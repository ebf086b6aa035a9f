// SPDX-License-Identifier: CEPL-1.0
use ash::vk;
use thiserror::Error;
use tri_render::ShaderError;

pub type RenderResult<T> = std::result::Result<T, RenderError>;

/// Every failure here is fatal; the variant says which stage gave up.
#[derive(Debug, Error)]
pub enum RenderError {
    #[error("failed to load the Vulkan loader: {0}")]
    Loading(#[from] ash::LoadingError),

    #[error("window handle unavailable: {0}")]
    WindowHandle(#[from] raw_window_handle::HandleError),

    #[error("{stage} failed: {result}")]
    Creation {
        stage: &'static str,
        result: vk::Result,
    },

    /// Acquire or present did not return plain success. Suboptimal counts:
    /// there is no swapchain recreation path.
    #[error("{stage} did not succeed: {result}")]
    Acquire {
        stage: &'static str,
        result: vk::Result,
    },

    /// Fence waits, submission and idle waits.
    #[error("{stage} failed: {result}")]
    Sync {
        stage: &'static str,
        result: vk::Result,
    },

    #[error(transparent)]
    Shader(#[from] ShaderError),

    #[error("no queue family supports both graphics and presentation")]
    NoPresentQueue,

    #[error("surface reports no {0}")]
    NoSurfaceSupport(&'static str),

    #[error("acquired image index {index} outside swapchain of {count} images")]
    ImageIndexOutOfRange { index: u32, count: usize },
}

/// `.context(...)`-style tagging for raw `VkResult`s.
pub(crate) trait VkResultExt<T> {
    fn creation(self, stage: &'static str) -> RenderResult<T>;
    fn acquire(self, stage: &'static str) -> RenderResult<T>;
    fn sync(self, stage: &'static str) -> RenderResult<T>;
}

impl<T> VkResultExt<T> for Result<T, vk::Result> {
    fn creation(self, stage: &'static str) -> RenderResult<T> {
        self.map_err(|result| RenderError::Creation { stage, result })
    }

    fn acquire(self, stage: &'static str) -> RenderResult<T> {
        self.map_err(|result| RenderError::Acquire { stage, result })
    }

    fn sync(self, stage: &'static str) -> RenderResult<T> {
        self.map_err(|result| RenderError::Sync { stage, result })
    }
}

--------------------------------

> [Directions for this task]: All of the records need to be transcribed exactly.

> [Answer to this problem]:
repository ebf086b6aa035a9f
// SPDX-License-Identifier: CEPL-1.0
use ash::vk;
use thiserror::Error;
use tri_render::ShaderError;

pub type RenderResult<T> = std::result::Result<T, RenderError>;

/// Every failure here is fatal; the variant says which stage gave up.
#[derive(Debug, Error)]
pub enum RenderError {
    #[error("failed to load the Vulkan loader: {0}")]
    Loading(#[from] ash::LoadingError),

    #[error("window handle unavailable: {0}")]
    WindowHandle(#[from] raw_window_handle::HandleError),

    #[error("{stage} failed: {result}")]
    Creation {
        stage: &'static str,
        result: vk::Result,
    },

    /// Acquire or present did not return plain success. Suboptimal counts:
    /// there is no swapchain recreation path.
    #[error("{stage} did not succeed: {result}")]
    Acquire {
        stage: &'static str,
        result: vk::Result,
    },

    /// Fence waits, submission and idle waits.
    #[error("{stage} failed: {result}")]
    Sync {
        stage: &'static str,
        result: vk::Result,
    },

    #[error(transparent)]
    Shader(#[from] ShaderError),

    #[error("no queue family supports both graphics and presentation")]
    NoPresentQueue,

    #[error("surface reports no {0}")]
    NoSurfaceSupport(&'static str),

    #[error("acquired image index {index} outside swapchain of {count} images")]
    ImageIndexOutOfRange { index: u32, count: usize },
}

/// `.context(...)`-style tagging for raw `VkResult`s.
pub(crate) trait VkResultExt<T> {
    fn creation(self, stage: &'static str) -> RenderResult<T>;
    fn acquire(self, stage: &'static str) -> RenderResult<T>;
    fn sync(self, stage: &'static str) -> RenderResult<T>;
}

impl<T> VkResultExt<T> for Result<T, vk::Result> {
    fn creation(self, stage: &'static str) -> RenderResult<T> {
        self.map_err(|result| RenderError::Creation { stage, result })
    }

    fn acquire(self, stage: &'static str) -> RenderResult<T> {
        self.map_err(|result| RenderError::Acquire { stage, result })
    }

    fn sync(self, stage: &'static str) -> RenderResult<T> {
        self.map_err(|result| RenderError::Sync { stage, result })
    }
}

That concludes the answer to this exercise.